> **Exercise goal**:
In the data that follows, find each line containing "PartialEq" and copy it.

[Dataset records]

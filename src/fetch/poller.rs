//! Background status poller.
//!
//! Ticks on a fixed interval and refreshes readings for every watched
//! scope. Polls never overlap: a tick that finds the previous poll still
//! running is skipped, not queued. Scopes nobody has viewed for
//! `IDLE_TICKS` intervals drop out of the poll set, and cached resources
//! older than that are evicted.

use std::collections::HashMap;
use std::sync::atomic::{AtomicBool, Ordering};
use std::sync::{Arc, RwLock};
use std::time::{Duration, Instant};

use tokio::task::JoinHandle;
use tokio::time::MissedTickBehavior;
use tokio_util::sync::CancellationToken;

use crate::models::Scope;

use super::monitor::ScopeMonitor;
use super::types::{FetchError, ScopeKey};

/// Intervals a scope may go unviewed before it stops being polled.
pub const IDLE_TICKS: u32 = 10;

#[derive(Debug, Clone, Copy, PartialEq, Eq)]
pub enum TickOutcome {
    Started,
    Skipped,
}

struct WatchedScope {
    scope: Scope,
    last_viewed: Instant,
}

pub struct StatusPoller {
    monitor: Arc<ScopeMonitor>,
    interval: Duration,
    in_flight: AtomicBool,
    watched: RwLock<HashMap<ScopeKey, WatchedScope>>,
}

/// Clears the in-flight flag however the poll ends.
struct InFlightGuard<'a>(&'a AtomicBool);

impl Drop for InFlightGuard<'_> {
    fn drop(&mut self) {
        self.0.store(false, Ordering::Release);
    }
}

impl StatusPoller {
    pub fn new(monitor: Arc<ScopeMonitor>, interval: Duration) -> Self {
        Self {
            monitor,
            interval,
            in_flight: AtomicBool::new(false),
            watched: RwLock::new(HashMap::new()),
        }
    }

    /// How long a scope stays in the poll set without being viewed.
    pub fn idle_ttl(&self) -> Duration {
        self.interval * IDLE_TICKS
    }

    /// Add or replace a scope in the poll set and mark it as just viewed.
    pub fn watch(&self, scope: Scope) -> Result<(), FetchError> {
        let mut watched = self.watched.write().map_err(|_| FetchError::LockFailed)?;
        watched.insert(
            ScopeKey::of(&scope),
            WatchedScope {
                scope,
                last_viewed: Instant::now(),
            },
        );
        Ok(())
    }

    /// Remove a scope and cancel its in-flight polls.
    pub fn unwatch(&self, key: &ScopeKey) -> Result<bool, FetchError> {
        let removed = {
            let mut watched = self.watched.write().map_err(|_| FetchError::LockFailed)?;
            watched.remove(key).is_some()
        };
        if removed {
            self.monitor.ledger().cancel_poll(key)?;
        }
        Ok(removed)
    }

    /// Drop every scope last viewed more than `idle_ttl` before `now`.
    pub fn expire_idle(&self, now: Instant) -> Result<Vec<ScopeKey>, FetchError> {
        let ttl = self.idle_ttl();
        let expired: Vec<ScopeKey> = {
            let mut watched = self.watched.write().map_err(|_| FetchError::LockFailed)?;
            let keys: Vec<ScopeKey> = watched
                .iter()
                .filter(|(_, w)| now.saturating_duration_since(w.last_viewed) > ttl)
                .map(|(key, _)| key.clone())
                .collect();
            for key in &keys {
                watched.remove(key);
            }
            keys
        };

        for key in &expired {
            self.monitor.ledger().cancel_poll(key)?;
            tracing::debug!(scope = %key, "Stopped polling idle scope");
        }
        Ok(expired)
    }

    pub fn watched_count(&self) -> Result<usize, FetchError> {
        let watched = self.watched.read().map_err(|_| FetchError::LockFailed)?;
        Ok(watched.len())
    }

    pub fn is_polling(&self) -> bool {
        self.in_flight.load(Ordering::Acquire)
    }

    /// Start a poll unless one is already running.
    pub fn tick(self: &Arc<Self>) -> TickOutcome {
        if self.in_flight.swap(true, Ordering::AcqRel) {
            tracing::debug!("Previous poll still running, skipping tick");
            return TickOutcome::Skipped;
        }

        let poller = Arc::clone(self);
        tokio::spawn(async move {
            let _guard = InFlightGuard(&poller.in_flight);
            poller.poll_once().await;
        });
        TickOutcome::Started
    }

    async fn poll_once(&self) {
        if let Err(e) = self.expire_idle(Instant::now()) {
            tracing::error!(error = %e, "Cannot expire idle scopes");
        }
        let cutoff = chrono::Duration::from_std(self.idle_ttl())
            .ok()
            .and_then(|ttl| chrono::Utc::now().checked_sub_signed(ttl));
        if let Some(cutoff) = cutoff {
            if let Err(e) = self.monitor.evict_older_than(cutoff) {
                tracing::error!(error = %e, "Cannot evict expired resources");
            }
        }

        let scopes: Vec<Scope> = match self.watched.read() {
            Ok(watched) => watched.values().map(|w| w.scope.clone()).collect(),
            Err(_) => {
                tracing::error!("Poll set lock poisoned");
                return;
            }
        };

        for scope in &scopes {
            let report = self.monitor.poll_readings(scope).await;
            if let Some(failure) = report.failures.first() {
                tracing::warn!(scope = %report.scope, error = %failure, "Status poll failed");
            }
        }
        tracing::debug!(scopes = scopes.len(), "Status poll complete");
    }

    /// Tick until `cancel` fires.
    pub async fn run(self: Arc<Self>, cancel: CancellationToken) {
        let mut ticker = tokio::time::interval(self.interval);
        ticker.set_missed_tick_behavior(MissedTickBehavior::Skip);

        tracing::info!(interval_secs = self.interval.as_secs(), "Status poller started");
        loop {
            tokio::select! {
                _ = ticker.tick() => {
                    self.tick();
                }
                _ = cancel.cancelled() => {
                    tracing::info!("Status poller shutting down");
                    break;
                }
            }
        }
    }

    pub fn spawn(self: &Arc<Self>, cancel: CancellationToken) -> JoinHandle<()> {
        tokio::spawn(Arc::clone(self).run(cancel))
    }
}

#[cfg(test)]
mod tests {
    use super::*;
    use crate::config::MonitorConfig;
    use crate::fetch::monitor::tests::{household, wait_parked, FakeSource};
    use crate::fetch::monitor::FetchSettings;
    use crate::fetch::store::{InMemoryStore, MonitorStore};
    use crate::fetch::types::ResourceKey;
    use crate::models::enums::{ResourceKind, ScopeKind};

    fn poller_with(source: FakeSource) -> (Arc<StatusPoller>, Arc<FakeSource>, Arc<InMemoryStore>) {
        let source = Arc::new(source);
        let store = Arc::new(InMemoryStore::new());
        let monitor = Arc::new(ScopeMonitor::new(
            source.clone(),
            store.clone(),
            FetchSettings::from_config(&MonitorConfig::default()),
        ));
        let poller = Arc::new(StatusPoller::new(monitor, Duration::from_secs(30)));
        (poller, source, store)
    }

    #[tokio::test]
    async fn overlapping_tick_is_skipped() {
        let mut source = FakeSource::new();
        source.gated = Some(ScopeKind::Household);
        let (poller, source, store) = poller_with(source);
        poller.watch(household()).unwrap();

        assert_eq!(poller.tick(), TickOutcome::Started);
        wait_parked(&source.parked, 1).await;
        assert!(poller.is_polling());
        assert_eq!(poller.tick(), TickOutcome::Skipped);
        assert_eq!(source.calls.load(Ordering::SeqCst), 1);

        source.gate.notify_waiters();
        while poller.is_polling() {
            tokio::task::yield_now().await;
        }
        let key = ResourceKey::new(ScopeKey::of(&household()), ResourceKind::Readings);
        assert!(store.get(&key).unwrap().is_some());

        // A fresh tick runs once the previous poll resolved.
        assert_eq!(poller.tick(), TickOutcome::Started);
    }

    #[tokio::test]
    async fn poll_refreshes_only_readings() {
        let (poller, source, store) = poller_with(FakeSource::new());
        poller.watch(household()).unwrap();

        poller.tick();
        while source.calls.load(Ordering::SeqCst) < 1 || poller.is_polling() {
            tokio::task::yield_now().await;
        }

        let scope = ScopeKey::of(&household());
        assert!(store
            .get(&ResourceKey::new(scope.clone(), ResourceKind::Readings))
            .unwrap()
            .is_some());
        assert!(store
            .get(&ResourceKey::new(scope, ResourceKind::History))
            .unwrap()
            .is_none());
    }

    #[tokio::test]
    async fn run_stops_on_cancel() {
        let (poller, _source, _store) = poller_with(FakeSource::new());
        let cancel = CancellationToken::new();
        let handle = poller.spawn(cancel.clone());

        cancel.cancel();
        handle.await.unwrap();
    }

    #[test]
    fn idle_scopes_leave_the_poll_set() {
        let (poller, _source, _store) = poller_with(FakeSource::new());
        poller.watch(household()).unwrap();
        let own = Scope::self_only(crate::models::SubjectId::new("u1"), None);
        poller.watch(own).unwrap();

        assert!(poller.expire_idle(Instant::now()).unwrap().is_empty());
        assert_eq!(poller.watched_count().unwrap(), 2);

        let later = Instant::now() + poller.idle_ttl() + Duration::from_secs(1);
        let expired = poller.expire_idle(later).unwrap();
        assert_eq!(expired.len(), 2);
        assert_eq!(poller.watched_count().unwrap(), 0);
    }

    #[tokio::test]
    async fn unwatch_cancels_in_flight_poll() {
        let mut source = FakeSource::new();
        source.gated = Some(ScopeKind::Household);
        let (poller, source, store) = poller_with(source);
        poller.watch(household()).unwrap();

        assert_eq!(poller.tick(), TickOutcome::Started);
        wait_parked(&source.parked, 1).await;
        assert!(poller.unwatch(&ScopeKey::of(&household())).unwrap());

        // The cancelled poll ends without the gate ever opening.
        while poller.is_polling() {
            tokio::task::yield_now().await;
        }
        let key = ResourceKey::new(ScopeKey::of(&household()), ResourceKind::Readings);
        assert!(store.get(&key).unwrap().is_none());
    }

    #[test]
    fn watch_replaces_same_scope() {
        let (poller, _source, _store) = poller_with(FakeSource::new());
        poller.watch(household()).unwrap();
        poller.watch(household()).unwrap();
        assert_eq!(poller.watched_count().unwrap(), 1);
        assert!(poller.unwatch(&ScopeKey::of(&household())).unwrap());
        assert_eq!(poller.watched_count().unwrap(), 0);
    }
}
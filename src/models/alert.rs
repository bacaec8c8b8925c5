use chrono::{DateTime, Utc};
use serde::{Deserialize, Serialize};
use uuid::Uuid;

use super::enums::{AlertSeverity, AlertSourceKind};
use super::scope::SubjectId;

/// What an alert was derived from.
#[derive(Debug, Clone, PartialEq, Eq, Serialize, Deserialize)]
pub struct EntityRef {
    /// "dose_event", "sensor_reading", "alert", or "device".
    pub kind: String,
    pub id: String,
}

/// One entry of the ranked alert feed.
///
/// Derived alerts are regenerated on every read; `id` is stable across
/// regenerations so acknowledgements keep matching.
#[derive(Debug, Clone, PartialEq, Serialize, Deserialize)]
pub struct Alert {
    pub id: Uuid,
    pub source_kind: AlertSourceKind,
    pub severity: AlertSeverity,
    pub subject_user_id: SubjectId,
    pub subject_name: Option<String>,
    pub title: String,
    pub message: String,
    pub timestamp: Option<DateTime<Utc>>,
    pub originating_entity_ref: EntityRef,
    pub acknowledged: bool,
}
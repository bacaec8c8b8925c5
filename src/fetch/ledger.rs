use std::collections::HashMap;
use std::sync::atomic::{AtomicU64, Ordering};
use std::sync::Mutex;

use tokio_util::sync::CancellationToken;

use crate::models::SubjectId;

use super::types::{FetchError, FetchSlot, ScopeKey};

/// Handle for one in-flight fetch.
#[derive(Debug, Clone)]
pub struct FetchTicket {
    pub slot: FetchSlot,
    pub fingerprint: u64,
    pub token: CancellationToken,
}

struct InFlight {
    fingerprint: u64,
    token: CancellationToken,
}

/// Tracks the newest fetch per slot.
///
/// Fingerprints increase monotonically across the whole ledger. Beginning a
/// fetch cancels whatever was in flight for the same slot, and only the
/// newest fingerprint may finish successfully.
pub struct FetchLedger {
    next: AtomicU64,
    in_flight: Mutex<HashMap<FetchSlot, InFlight>>,
}

impl FetchLedger {
    pub fn new() -> Self {
        Self {
            next: AtomicU64::new(1),
            in_flight: Mutex::new(HashMap::new()),
        }
    }

    pub fn begin(&self, slot: FetchSlot) -> Result<FetchTicket, FetchError> {
        let fingerprint = self.next.fetch_add(1, Ordering::Relaxed);
        let token = CancellationToken::new();

        let mut in_flight = self.in_flight.lock().map_err(|_| FetchError::LockFailed)?;
        if let Some(previous) = in_flight.insert(
            slot.clone(),
            InFlight {
                fingerprint,
                token: token.clone(),
            },
        ) {
            tracing::debug!(
                resource = slot.resource().as_str(),
                superseded = previous.fingerprint,
                fingerprint,
                "Superseding in-flight fetch"
            );
            previous.token.cancel();
        }

        Ok(FetchTicket {
            slot,
            fingerprint,
            token,
        })
    }

    /// Newest fingerprint in flight for `slot`, if any.
    pub fn latest(&self, slot: &FetchSlot) -> Result<Option<u64>, FetchError> {
        let in_flight = self.in_flight.lock().map_err(|_| FetchError::LockFailed)?;
        Ok(in_flight.get(slot).map(|f| f.fingerprint))
    }

    /// Close out a fetch. Fails with `StaleResultDiscarded` unless the
    /// ticket is still the newest for its slot.
    pub fn finish(&self, ticket: &FetchTicket) -> Result<(), FetchError> {
        let mut in_flight = self.in_flight.lock().map_err(|_| FetchError::LockFailed)?;
        let latest = in_flight.get(&ticket.slot).map(|f| f.fingerprint);

        if latest != Some(ticket.fingerprint) {
            return Err(FetchError::StaleResultDiscarded {
                resource: ticket.slot.resource(),
                fingerprint: ticket.fingerprint,
                latest,
            });
        }
        in_flight.remove(&ticket.slot);
        Ok(())
    }

    /// Cancel every view fetch owned by `viewer`.
    pub fn cancel_viewer(&self, viewer: &SubjectId) -> Result<usize, FetchError> {
        self.cancel_where(|slot| matches!(slot, FetchSlot::View { viewer: v, .. } if v == viewer))
    }

    /// Cancel every background fetch for `scope`.
    pub fn cancel_poll(&self, scope: &ScopeKey) -> Result<usize, FetchError> {
        self.cancel_where(|slot| matches!(slot, FetchSlot::Poll { scope: s, .. } if s == scope))
    }

    pub fn cancel_all(&self) -> Result<usize, FetchError> {
        self.cancel_where(|_| true)
    }

    fn cancel_where(&self, pred: impl Fn(&FetchSlot) -> bool) -> Result<usize, FetchError> {
        let mut in_flight = self.in_flight.lock().map_err(|_| FetchError::LockFailed)?;
        let mut cancelled = 0;
        in_flight.retain(|slot, fetch| {
            if pred(slot) {
                fetch.token.cancel();
                cancelled += 1;
                false
            } else {
                true
            }
        });
        Ok(cancelled)
    }
}

impl Default for FetchLedger {
    fn default() -> Self {
        Self::new()
    }
}

#[cfg(test)]
mod tests {
    use super::*;
    use crate::models::enums::{ResourceKind, ScopeKind};

    fn view_slot(viewer: &str) -> FetchSlot {
        FetchSlot::View {
            viewer: SubjectId::new(viewer),
            resource: ResourceKind::History,
        }
    }

    #[test]
    fn only_latest_fingerprint_commits() {
        let ledger = FetchLedger::new();
        let a = ledger.begin(view_slot("fam")).unwrap();
        let b = ledger.begin(view_slot("fam")).unwrap();

        assert!(b.fingerprint > a.fingerprint);
        assert!(a.token.is_cancelled());
        assert!(!b.token.is_cancelled());

        assert!(ledger.finish(&b).is_ok());
        match ledger.finish(&a) {
            Err(FetchError::StaleResultDiscarded { fingerprint, .. }) => {
                assert_eq!(fingerprint, a.fingerprint)
            }
            other => panic!("expected stale, got {other:?}"),
        }
    }

    #[test]
    fn late_result_after_newer_start_is_stale() {
        let ledger = FetchLedger::new();
        let a = ledger.begin(view_slot("fam")).unwrap();
        let b = ledger.begin(view_slot("fam")).unwrap();

        // A's response lands first but B is already the latest.
        assert!(ledger.finish(&a).is_err());
        assert_eq!(ledger.latest(&b.slot).unwrap(), Some(b.fingerprint));
        assert!(ledger.finish(&b).is_ok());
        assert_eq!(ledger.latest(&b.slot).unwrap(), None);
    }

    #[test]
    fn slots_are_independent() {
        let ledger = FetchLedger::new();
        let fam = ledger.begin(view_slot("fam")).unwrap();
        let other = ledger.begin(view_slot("other")).unwrap();
        let poll = ledger
            .begin(FetchSlot::Poll {
                scope: ScopeKey::new(ScopeKind::Household, SubjectId::new("fam")),
                resource: ResourceKind::History,
            })
            .unwrap();

        assert!(!fam.token.is_cancelled());
        assert!(ledger.finish(&fam).is_ok());
        assert!(ledger.finish(&other).is_ok());
        assert!(ledger.finish(&poll).is_ok());
    }

    #[test]
    fn cancel_viewer_leaves_others_running() {
        let ledger = FetchLedger::new();
        let fam = ledger.begin(view_slot("fam")).unwrap();
        let other = ledger.begin(view_slot("other")).unwrap();

        assert_eq!(ledger.cancel_viewer(&SubjectId::new("fam")).unwrap(), 1);
        assert!(fam.token.is_cancelled());
        assert!(!other.token.is_cancelled());
        assert!(ledger.finish(&fam).is_err());
    }

    #[test]
    fn cancel_poll_and_cancel_all() {
        let ledger = FetchLedger::new();
        let household = ScopeKey::new(ScopeKind::Household, SubjectId::new("fam"));
        let poll = ledger
            .begin(FetchSlot::Poll {
                scope: household.clone(),
                resource: ResourceKind::Readings,
            })
            .unwrap();
        let view = ledger.begin(view_slot("fam")).unwrap();

        assert_eq!(ledger.cancel_poll(&household).unwrap(), 1);
        assert!(poll.token.is_cancelled());
        assert!(!view.token.is_cancelled());

        assert_eq!(ledger.cancel_all().unwrap(), 1);
        assert!(view.token.is_cancelled());
        assert!(ledger.finish(&view).is_err());
    }
}
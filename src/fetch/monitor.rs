use std::collections::HashMap;
use std::sync::Arc;

use chrono::{DateTime, Utc};
use serde_json::Value;

use crate::config::{MonitorConfig, MAX_POLL_INTERVAL_SECS};
use crate::models::enums::{ResourceKind, ScopeKind};
use crate::models::{Scope, SubjectId};

use super::ledger::FetchLedger;
use super::source::MonitoringSource;
use super::store::MonitorStore;
use super::types::{
    CachedResource, FetchError, PartialFetchFailure, RefreshMode, RefreshReport, ResourceError,
    ResourceKey, ResourceOutcome, ScheduleUpdate, ScopeKey,
};

/// Fetch parameters derived from configuration.
#[derive(Debug, Clone, Copy)]
pub struct FetchSettings {
    pub history_limit: u32,
    pub alerts_limit: u32,
    /// How far back readings are requested.
    pub readings_window: chrono::Duration,
    /// Committed entries younger than this are served without refetching.
    pub max_age: chrono::Duration,
}

impl FetchSettings {
    pub fn from_config(config: &MonitorConfig) -> Self {
        Self {
            history_limit: config.history_limit,
            alerts_limit: config.alerts_limit,
            readings_window: config.trend_window(),
            max_age: chrono::Duration::seconds(
                config.poll_interval_secs.min(MAX_POLL_INTERVAL_SECS) as i64,
            ),
        }
    }
}

/// Raw resources for one scope, as committed in the store, plus the
/// resources that could not be loaded.
#[derive(Debug, Clone)]
pub struct ScopeData {
    pub scope: Scope,
    pub resources: HashMap<ResourceKind, Vec<Value>>,
    pub errors: Vec<PartialFetchFailure>,
}

impl ScopeData {
    /// Records for `resource`; empty when it failed or was never loaded.
    pub fn records(&self, resource: ResourceKind) -> &[Value] {
        self.resources
            .get(&resource)
            .map(Vec::as_slice)
            .unwrap_or(&[])
    }
}

/// Coordinates parallel resource fetches for scopes and commits the
/// results into a shared store.
pub struct ScopeMonitor {
    source: Arc<dyn MonitoringSource>,
    store: Arc<dyn MonitorStore>,
    ledger: FetchLedger,
    settings: FetchSettings,
}

impl ScopeMonitor {
    pub fn new(
        source: Arc<dyn MonitoringSource>,
        store: Arc<dyn MonitorStore>,
        settings: FetchSettings,
    ) -> Self {
        Self {
            source,
            store,
            ledger: FetchLedger::new(),
            settings,
        }
    }

    pub fn store(&self) -> &Arc<dyn MonitorStore> {
        &self.store
    }

    pub fn ledger(&self) -> &FetchLedger {
        &self.ledger
    }

    pub async fn resolve(&self, kind: ScopeKind, viewer: &SubjectId) -> Result<Scope, ResourceError> {
        self.source.resolve_scope(kind, viewer).await
    }

    /// Fetch every resource for `scope` in parallel.
    pub async fn refresh(&self, scope: &Scope) -> RefreshReport {
        self.refresh_resources(scope, &ResourceKind::ALL, RefreshMode::View)
            .await
    }

    /// Background readings refresh for `scope`.
    pub async fn poll_readings(&self, scope: &Scope) -> RefreshReport {
        self.refresh_resources(scope, &[ResourceKind::Readings], RefreshMode::Poll)
            .await
    }

    /// Fetch the requested resources in parallel. A failing resource is
    /// reported and never blocks its siblings.
    pub async fn refresh_resources(
        &self,
        scope: &Scope,
        wanted: &[ResourceKind],
        mode: RefreshMode,
    ) -> RefreshReport {
        let fetch_if_wanted = |resource: ResourceKind| async move {
            if wanted.contains(&resource) {
                Some(self.run(scope, resource, mode).await)
            } else {
                None
            }
        };

        let (history, alerts, readings, refills) = tokio::join!(
            fetch_if_wanted(ResourceKind::History),
            fetch_if_wanted(ResourceKind::Alerts),
            fetch_if_wanted(ResourceKind::Readings),
            fetch_if_wanted(ResourceKind::Refills),
        );

        let mut report = RefreshReport::new(ScopeKey::of(scope));
        for (resource, outcome) in [
            (ResourceKind::History, history),
            (ResourceKind::Alerts, alerts),
            (ResourceKind::Readings, readings),
            (ResourceKind::Refills, refills),
        ] {
            if let Some(outcome) = outcome {
                report.record(resource, outcome);
            }
        }

        if !report.failures.is_empty() {
            tracing::warn!(
                scope = %report.scope,
                failed = report.failures.len(),
                committed = report.committed.len(),
                "Refresh completed with failures"
            );
        }
        report
    }

    async fn run(&self, scope: &Scope, resource: ResourceKind, mode: RefreshMode) -> ResourceOutcome {
        let ticket = match self.ledger.begin(mode.slot(scope, resource)) {
            Ok(ticket) => ticket,
            Err(e) => return ResourceOutcome::Failed(ResourceError::Internal(e.to_string())),
        };

        let result = tokio::select! {
            biased;
            _ = ticket.token.cancelled() => Err(ResourceError::Cancelled),
            result = self.fetch(scope, resource) => result,
        };

        match self.ledger.finish(&ticket) {
            Ok(()) => {}
            Err(FetchError::StaleResultDiscarded { .. }) => {
                tracing::debug!(
                    resource = resource.as_str(),
                    fingerprint = ticket.fingerprint,
                    "Discarding superseded fetch result"
                );
                return ResourceOutcome::Stale;
            }
            Err(e) => return ResourceOutcome::Failed(ResourceError::Internal(e.to_string())),
        }

        let records = match result {
            Ok(records) => records,
            Err(error) => {
                tracing::warn!(resource = resource.as_str(), error = %error, "Resource fetch failed");
                return ResourceOutcome::Failed(error);
            }
        };

        let count = records.len();
        let entry = CachedResource {
            records,
            subjects: scope.subject_ids(),
            fetched_at: Utc::now(),
            fingerprint: ticket.fingerprint,
        };
        match self
            .store
            .set(ResourceKey::new(ScopeKey::of(scope), resource), entry)
        {
            Ok(()) => ResourceOutcome::Committed { records: count },
            Err(e) => ResourceOutcome::Failed(ResourceError::Internal(e.to_string())),
        }
    }

    async fn fetch(&self, scope: &Scope, resource: ResourceKind) -> Result<Vec<Value>, ResourceError> {
        match resource {
            ResourceKind::History => {
                self.source
                    .fetch_history(scope, self.settings.history_limit)
                    .await
            }
            ResourceKind::Alerts => {
                self.source
                    .fetch_alerts(scope, self.settings.alerts_limit)
                    .await
            }
            ResourceKind::Readings => {
                let now = Utc::now();
                let since = now
                    .checked_sub_signed(self.settings.readings_window)
                    .unwrap_or(DateTime::<Utc>::MIN_UTC);
                self.source.fetch_readings(scope, since).await
            }
            ResourceKind::Refills => self.source.fetch_refills(scope).await,
        }
    }

    /// Resolve the scope and return its committed resources, refreshing
    /// whatever is missing or older than the configured max age.
    pub async fn load(
        &self,
        kind: ScopeKind,
        viewer: &SubjectId,
        now: DateTime<Utc>,
    ) -> Result<ScopeData, ResourceError> {
        let scope = self.resolve(kind, viewer).await?;
        let key = ScopeKey::of(&scope);

        let stale: Vec<ResourceKind> = ResourceKind::ALL
            .iter()
            .copied()
            .filter(|resource| !self.is_fresh(&key, *resource, now))
            .collect();

        let mut errors = Vec::new();
        if !stale.is_empty() {
            let report = self
                .refresh_resources(&scope, &stale, RefreshMode::View)
                .await;
            errors = report.failures;
            // Superseded resources still serve whatever older entry the
            // store holds, but the view must say it may be out of date.
            errors.extend(report.stale.into_iter().map(|resource| PartialFetchFailure {
                resource,
                error: ResourceError::Superseded,
            }));
        }

        let mut resources = HashMap::new();
        for resource in ResourceKind::ALL {
            let failed = errors
                .iter()
                .any(|f| f.resource == resource && !matches!(f.error, ResourceError::Superseded));
            if failed {
                continue;
            }
            let cached = self
                .store
                .get(&ResourceKey::new(key.clone(), resource))
                .map_err(|e| ResourceError::Internal(e.to_string()))?;
            if let Some(entry) = cached {
                resources.insert(resource, entry.records);
            }
        }

        Ok(ScopeData {
            scope,
            resources,
            errors,
        })
    }

    fn is_fresh(&self, key: &ScopeKey, resource: ResourceKind, now: DateTime<Utc>) -> bool {
        match self.store.get(&ResourceKey::new(key.clone(), resource)) {
            Ok(Some(entry)) => now - entry.fetched_at < self.settings.max_age,
            _ => false,
        }
    }

    /// Drop cached resources fetched before `cutoff`.
    pub fn evict_older_than(&self, cutoff: DateTime<Utc>) -> Result<usize, FetchError> {
        Ok(self.store.evict_older_than(cutoff)?.len())
    }

    /// Cancel every in-flight fetch. Late responses are discarded.
    pub fn shutdown(&self) -> Result<usize, FetchError> {
        let cancelled = self.ledger.cancel_all()?;
        tracing::info!(cancelled, "Cancelled in-flight fetches");
        Ok(cancelled)
    }

    /// Forward a status correction upstream, then drop every cached
    /// resource whose scope includes the corrected subject.
    pub async fn apply_status_correction(
        &self,
        update: &ScheduleUpdate,
    ) -> Result<Vec<ResourceKey>, FetchError> {
        self.source.update_schedule_status(update).await?;
        let removed = self.store.invalidate_subject(&update.user_id)?;
        tracing::info!(
            subject = %update.user_id,
            invalidated = removed.len(),
            "Status correction applied"
        );
        Ok(removed)
    }
}
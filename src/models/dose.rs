use chrono::{DateTime, Utc};
use serde::{Deserialize, Serialize};

use super::enums::DoseStatus;
use super::scope::SubjectId;

/// A normalized dose-intake record.
///
/// Immutable once recorded; only an explicit status correction upstream
/// changes it, and that shows up as a new fetch.
#[derive(Debug, Clone, PartialEq, Serialize, Deserialize)]
pub struct DoseEvent {
    pub id: String,
    pub subject_user_id: SubjectId,
    pub subject_name: Option<String>,
    pub medicine_name: Option<String>,
    pub dose: Option<String>,
    pub scheduled_at: Option<DateTime<Utc>>,
    pub taken_at: Option<DateTime<Utc>>,
    pub status: DoseStatus,
    pub recorded_at: Option<DateTime<Utc>>,
    /// Position in the normalization batch; later records win ties.
    pub ingest_seq: u64,
}

impl DoseEvent {
    /// Time used for "last dose" selection: intake time, else schedule time.
    pub fn activity_time(&self) -> Option<DateTime<Utc>> {
        self.taken_at.or(self.scheduled_at)
    }
}
#[tokio::main]
async fn main() {
    if let Err(e) = medibox_monitor_lib::run().await {
        eprintln!("medibox-monitor: {e}");
        std::process::exit(1);
    }
}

[/Dataset records]

> **Answer box**:
#[derive(Debug, Clone, Copy, PartialEq, Eq)]
#[derive(Debug, Clone, PartialEq, Eq, Serialize, Deserialize)]
#[derive(Debug, Clone, PartialEq, Serialize, Deserialize)]
#[derive(Debug, Clone, PartialEq, Serialize, Deserialize)]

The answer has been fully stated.